▸ **Stored data**

※

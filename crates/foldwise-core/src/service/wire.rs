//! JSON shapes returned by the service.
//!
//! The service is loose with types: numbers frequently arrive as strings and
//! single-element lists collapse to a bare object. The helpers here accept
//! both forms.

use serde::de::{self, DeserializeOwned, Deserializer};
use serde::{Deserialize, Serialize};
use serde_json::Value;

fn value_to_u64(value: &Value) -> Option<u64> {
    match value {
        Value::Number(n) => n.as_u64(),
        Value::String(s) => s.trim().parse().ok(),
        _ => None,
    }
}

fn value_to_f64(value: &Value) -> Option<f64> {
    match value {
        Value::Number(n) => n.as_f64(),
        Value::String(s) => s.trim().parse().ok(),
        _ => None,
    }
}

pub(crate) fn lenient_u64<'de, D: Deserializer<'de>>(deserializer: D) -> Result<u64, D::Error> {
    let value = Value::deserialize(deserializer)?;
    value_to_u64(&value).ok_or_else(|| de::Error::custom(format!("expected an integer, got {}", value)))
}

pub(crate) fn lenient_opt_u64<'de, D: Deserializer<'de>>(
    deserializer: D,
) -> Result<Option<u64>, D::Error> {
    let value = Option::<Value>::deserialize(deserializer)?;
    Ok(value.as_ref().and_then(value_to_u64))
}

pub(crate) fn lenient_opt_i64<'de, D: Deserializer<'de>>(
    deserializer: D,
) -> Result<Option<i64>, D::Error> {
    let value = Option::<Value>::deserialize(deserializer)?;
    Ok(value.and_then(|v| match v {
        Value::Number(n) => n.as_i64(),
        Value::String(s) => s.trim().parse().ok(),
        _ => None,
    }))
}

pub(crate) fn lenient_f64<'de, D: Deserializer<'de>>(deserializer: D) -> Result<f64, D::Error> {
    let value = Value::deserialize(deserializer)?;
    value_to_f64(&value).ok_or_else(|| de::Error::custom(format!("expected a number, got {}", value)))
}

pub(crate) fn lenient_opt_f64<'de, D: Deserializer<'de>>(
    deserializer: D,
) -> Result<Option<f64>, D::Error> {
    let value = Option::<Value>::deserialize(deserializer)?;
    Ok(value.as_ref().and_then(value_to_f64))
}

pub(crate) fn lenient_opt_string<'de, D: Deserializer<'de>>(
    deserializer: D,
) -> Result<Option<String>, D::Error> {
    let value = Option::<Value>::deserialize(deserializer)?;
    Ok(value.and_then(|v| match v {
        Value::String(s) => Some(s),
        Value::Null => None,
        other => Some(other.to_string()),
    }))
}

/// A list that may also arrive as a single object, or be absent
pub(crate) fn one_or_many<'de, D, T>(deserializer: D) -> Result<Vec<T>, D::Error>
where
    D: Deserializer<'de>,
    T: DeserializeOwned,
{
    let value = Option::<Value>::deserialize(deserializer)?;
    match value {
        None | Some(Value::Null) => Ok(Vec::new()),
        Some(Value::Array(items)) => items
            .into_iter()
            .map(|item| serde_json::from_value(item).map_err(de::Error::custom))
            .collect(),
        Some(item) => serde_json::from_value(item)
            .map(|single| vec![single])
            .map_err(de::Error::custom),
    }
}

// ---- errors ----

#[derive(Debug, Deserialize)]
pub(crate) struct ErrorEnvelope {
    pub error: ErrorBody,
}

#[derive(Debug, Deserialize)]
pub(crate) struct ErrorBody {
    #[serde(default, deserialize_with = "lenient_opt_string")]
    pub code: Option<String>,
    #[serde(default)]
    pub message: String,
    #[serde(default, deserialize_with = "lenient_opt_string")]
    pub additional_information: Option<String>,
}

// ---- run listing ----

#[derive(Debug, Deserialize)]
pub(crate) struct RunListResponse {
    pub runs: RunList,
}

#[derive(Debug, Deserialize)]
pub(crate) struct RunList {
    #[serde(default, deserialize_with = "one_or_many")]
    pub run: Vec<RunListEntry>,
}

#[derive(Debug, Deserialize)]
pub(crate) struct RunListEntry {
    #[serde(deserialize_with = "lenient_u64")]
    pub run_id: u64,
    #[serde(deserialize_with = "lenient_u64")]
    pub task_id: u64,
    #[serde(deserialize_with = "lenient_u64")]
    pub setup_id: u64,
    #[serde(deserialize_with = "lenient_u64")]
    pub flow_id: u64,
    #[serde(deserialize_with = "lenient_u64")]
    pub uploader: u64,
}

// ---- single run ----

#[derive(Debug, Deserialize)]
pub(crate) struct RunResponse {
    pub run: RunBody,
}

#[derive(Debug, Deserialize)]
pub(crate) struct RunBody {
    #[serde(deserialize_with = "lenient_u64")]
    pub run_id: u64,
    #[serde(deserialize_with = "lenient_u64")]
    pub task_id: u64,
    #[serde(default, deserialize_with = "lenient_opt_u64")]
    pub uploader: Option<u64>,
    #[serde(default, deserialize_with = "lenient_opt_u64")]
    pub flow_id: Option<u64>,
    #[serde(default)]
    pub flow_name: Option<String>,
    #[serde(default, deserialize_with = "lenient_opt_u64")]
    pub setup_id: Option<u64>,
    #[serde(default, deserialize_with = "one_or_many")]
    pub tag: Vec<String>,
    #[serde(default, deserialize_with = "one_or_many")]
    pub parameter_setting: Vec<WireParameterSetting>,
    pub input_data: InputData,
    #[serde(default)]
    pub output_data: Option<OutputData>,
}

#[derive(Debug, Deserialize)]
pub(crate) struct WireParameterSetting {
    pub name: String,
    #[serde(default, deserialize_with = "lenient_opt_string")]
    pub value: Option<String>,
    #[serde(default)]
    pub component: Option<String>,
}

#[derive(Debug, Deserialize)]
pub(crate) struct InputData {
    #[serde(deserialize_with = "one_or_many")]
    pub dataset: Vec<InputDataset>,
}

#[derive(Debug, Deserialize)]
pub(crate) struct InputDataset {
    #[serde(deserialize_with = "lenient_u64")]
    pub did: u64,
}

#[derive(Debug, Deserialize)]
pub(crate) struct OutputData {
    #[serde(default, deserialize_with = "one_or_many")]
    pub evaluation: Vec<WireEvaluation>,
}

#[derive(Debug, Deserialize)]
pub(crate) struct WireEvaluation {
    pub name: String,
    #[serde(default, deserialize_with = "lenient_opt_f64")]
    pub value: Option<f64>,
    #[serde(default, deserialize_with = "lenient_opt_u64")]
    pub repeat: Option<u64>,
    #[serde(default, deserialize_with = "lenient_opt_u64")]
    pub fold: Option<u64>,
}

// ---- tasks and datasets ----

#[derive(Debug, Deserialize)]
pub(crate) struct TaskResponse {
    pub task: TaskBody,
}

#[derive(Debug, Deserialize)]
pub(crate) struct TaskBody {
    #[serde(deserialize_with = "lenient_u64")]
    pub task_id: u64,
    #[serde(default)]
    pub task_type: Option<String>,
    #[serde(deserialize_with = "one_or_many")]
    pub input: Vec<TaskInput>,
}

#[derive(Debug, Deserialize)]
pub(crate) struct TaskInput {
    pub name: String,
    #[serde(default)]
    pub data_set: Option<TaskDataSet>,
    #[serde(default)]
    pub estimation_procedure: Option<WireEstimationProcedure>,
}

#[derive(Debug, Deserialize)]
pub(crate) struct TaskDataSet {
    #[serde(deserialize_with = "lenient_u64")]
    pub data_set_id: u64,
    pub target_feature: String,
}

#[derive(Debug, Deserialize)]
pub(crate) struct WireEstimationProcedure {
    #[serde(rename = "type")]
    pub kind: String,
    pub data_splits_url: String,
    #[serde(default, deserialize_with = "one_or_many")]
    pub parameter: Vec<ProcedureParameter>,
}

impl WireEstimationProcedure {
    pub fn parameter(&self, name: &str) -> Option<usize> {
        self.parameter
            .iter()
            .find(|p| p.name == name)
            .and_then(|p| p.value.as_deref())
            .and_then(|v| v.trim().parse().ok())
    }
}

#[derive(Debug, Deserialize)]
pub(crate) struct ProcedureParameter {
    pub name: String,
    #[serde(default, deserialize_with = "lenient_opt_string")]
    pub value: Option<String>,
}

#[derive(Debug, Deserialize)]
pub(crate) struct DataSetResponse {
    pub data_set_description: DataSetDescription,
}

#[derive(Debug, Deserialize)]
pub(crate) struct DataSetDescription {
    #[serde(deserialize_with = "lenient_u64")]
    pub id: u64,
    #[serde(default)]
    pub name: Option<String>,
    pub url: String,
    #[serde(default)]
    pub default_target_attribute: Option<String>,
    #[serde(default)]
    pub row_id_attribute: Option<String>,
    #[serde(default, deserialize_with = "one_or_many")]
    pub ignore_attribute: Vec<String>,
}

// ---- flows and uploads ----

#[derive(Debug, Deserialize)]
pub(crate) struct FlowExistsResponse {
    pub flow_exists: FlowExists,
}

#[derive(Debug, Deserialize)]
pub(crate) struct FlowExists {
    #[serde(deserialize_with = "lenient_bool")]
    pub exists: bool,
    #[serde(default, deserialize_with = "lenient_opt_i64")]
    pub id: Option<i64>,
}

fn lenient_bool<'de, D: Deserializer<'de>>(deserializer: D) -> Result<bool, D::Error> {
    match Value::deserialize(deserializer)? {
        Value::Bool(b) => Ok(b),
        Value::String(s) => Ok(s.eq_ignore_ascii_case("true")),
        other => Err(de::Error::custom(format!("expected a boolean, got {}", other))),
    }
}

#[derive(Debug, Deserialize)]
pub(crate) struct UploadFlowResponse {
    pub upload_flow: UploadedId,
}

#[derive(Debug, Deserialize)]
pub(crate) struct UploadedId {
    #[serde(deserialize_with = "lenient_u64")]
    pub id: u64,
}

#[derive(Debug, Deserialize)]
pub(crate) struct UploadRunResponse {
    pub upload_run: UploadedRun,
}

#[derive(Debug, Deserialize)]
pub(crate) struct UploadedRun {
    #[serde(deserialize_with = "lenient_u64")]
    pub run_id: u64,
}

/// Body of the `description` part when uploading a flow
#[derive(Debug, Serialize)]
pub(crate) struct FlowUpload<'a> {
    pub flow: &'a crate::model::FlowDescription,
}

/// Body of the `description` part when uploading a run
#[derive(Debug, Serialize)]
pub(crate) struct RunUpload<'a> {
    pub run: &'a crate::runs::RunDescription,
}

※

▸ **TASK TO COMPLETE**
A single number is expected: how many lines in the entries above hold the word "Some".

▸ **TASK RESPONSE**
5